Simultaneous Fe+He ion irradiations of China Low Activation Martensitic (CLAM) steel and oxide-dispersion-strengthened ferritic/martensitic (ODS-F/M) steel were carried out at 350 °C-550 °C to the damage dose of 11 dpa with different He concentrations to investigate the effect of oxide particles on the evolution of He bubbles and dislocation loops. The microstructures of all irradiated samples were observed by transmission electron microscopy (TEM). The average size of oxide particles decreased and the density increased after irradiation. The aggregation of He bubbles was observed at the edge of oxide particles. As the He concentration increased, the aggregation of helium bubbles appeared at the edge of more oxide particles. Furthermore, He bubbles were not observed inside ODS-F/M steel grains or at grain boundaries, which suggests that the oxide particle interface is more capable of capturing helium atoms than other sinks.
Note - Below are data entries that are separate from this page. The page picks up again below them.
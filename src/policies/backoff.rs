//! # Restart backoff.
//!
//! [`BackoffPolicy`] decides how long a faulted producer waits before it is relaunched.
//! The wait after the `n`-th consecutive fault (0-indexed) is `first × factor^n`,
//! clamped to `max`, with jitter applied last. Jitter never feeds back into the next
//! computation, so jittered delays cannot drift downwards over a long fault streak.
//!
//! The default is the fixed two-second delay the supervisor has always used.
//!
//! # Example
//! ```rust
//! use std::time::Duration;
//! use agentvisor::BackoffPolicy;
//!
//! let fixed = BackoffPolicy::default();
//! assert_eq!(fixed.next(0), Duration::from_secs(2));
//! assert_eq!(fixed.next(7), Duration::from_secs(2));
//!
//! let exp = BackoffPolicy::exponential(Duration::from_millis(250), Duration::from_secs(4));
//! assert_eq!(exp.next(0), Duration::from_millis(250));
//! assert_eq!(exp.next(2), Duration::from_secs(1));
//! assert_eq!(exp.next(9), Duration::from_secs(4));
//! ```

use std::time::Duration;

use crate::policies::jitter::JitterPolicy;

/// Delay policy between a producer fault and its relaunch.
#[derive(Clone, Copy, Debug, PartialEq)]
pub struct BackoffPolicy {
    /// Delay after the first fault of a streak.
    pub first: Duration,
    /// Upper bound for any computed delay.
    pub max: Duration,
    /// Growth factor per consecutive fault (`1.0` keeps the delay fixed).
    pub factor: f64,
    /// Randomization applied to the clamped delay.
    pub jitter: JitterPolicy,
}

impl Default for BackoffPolicy {
    /// Fixed 2s delay: `first = 2s`, `factor = 1.0`, `max = 60s`, no jitter.
    fn default() -> Self {
        Self::fixed(Duration::from_secs(2))
    }
}

impl BackoffPolicy {
    /// Constant `delay` after every fault.
    pub fn fixed(delay: Duration) -> Self {
        Self {
            first: delay,
            max: delay.max(Duration::from_secs(60)),
            factor: 1.0,
            jitter: JitterPolicy::None,
        }
    }

    /// Doubling delay starting at `first`, capped at `max`.
    pub fn exponential(first: Duration, max: Duration) -> Self {
        Self {
            first,
            max,
            factor: 2.0,
            jitter: JitterPolicy::None,
        }
    }

    /// Returns a copy using `jitter`.
    pub fn with_jitter(mut self, jitter: JitterPolicy) -> Self {
        self.jitter = jitter;
        self
    }

    /// Computes the delay after the `streak`-th consecutive fault (0-indexed).
    ///
    /// Overflowing, negative or non-finite intermediate values clamp to [`BackoffPolicy::max`].
    pub fn next(&self, streak: u32) -> Duration {
        let exp = i32::try_from(streak).unwrap_or(i32::MAX);
        let secs = self.first.as_secs_f64() * self.factor.powi(exp);

        let base = if !secs.is_finite() || secs < 0.0 || secs > self.max.as_secs_f64() {
            self.max
        } else {
            Duration::from_secs_f64(secs)
        };

        match self.jitter {
            JitterPolicy::Decorrelated => {
                self.jitter
                    .apply_decorrelated(self.first.min(self.max), base, self.max)
            }
            other => other.apply(base),
        }
    }
}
The average dislocation loop size of ODS-F/M steels is only 58% of that in CLAM steel at 450 °C, showing that ODS-F/M steel has excellent inhibition on the growth of dislocation loops. Nevertheless, with the increase of temperature and He concentration, the number density and size of dislocation loops in ODS-F/M steels gradually approach those in CLAM steels. The ability of ODS-F/M steels to inhibit irradiation hardening relative to CLAM steels increases with increasing temperature and decreases with increasing He concentration. The result of first-principles calculations shows that the formation energy of interstitial Fe atom at the interface increases with the increasing of the number of He atoms, which means that the aggregation of excessive He atoms at the interface will inhibit superior irradiation resistance of ODS-F/M steel.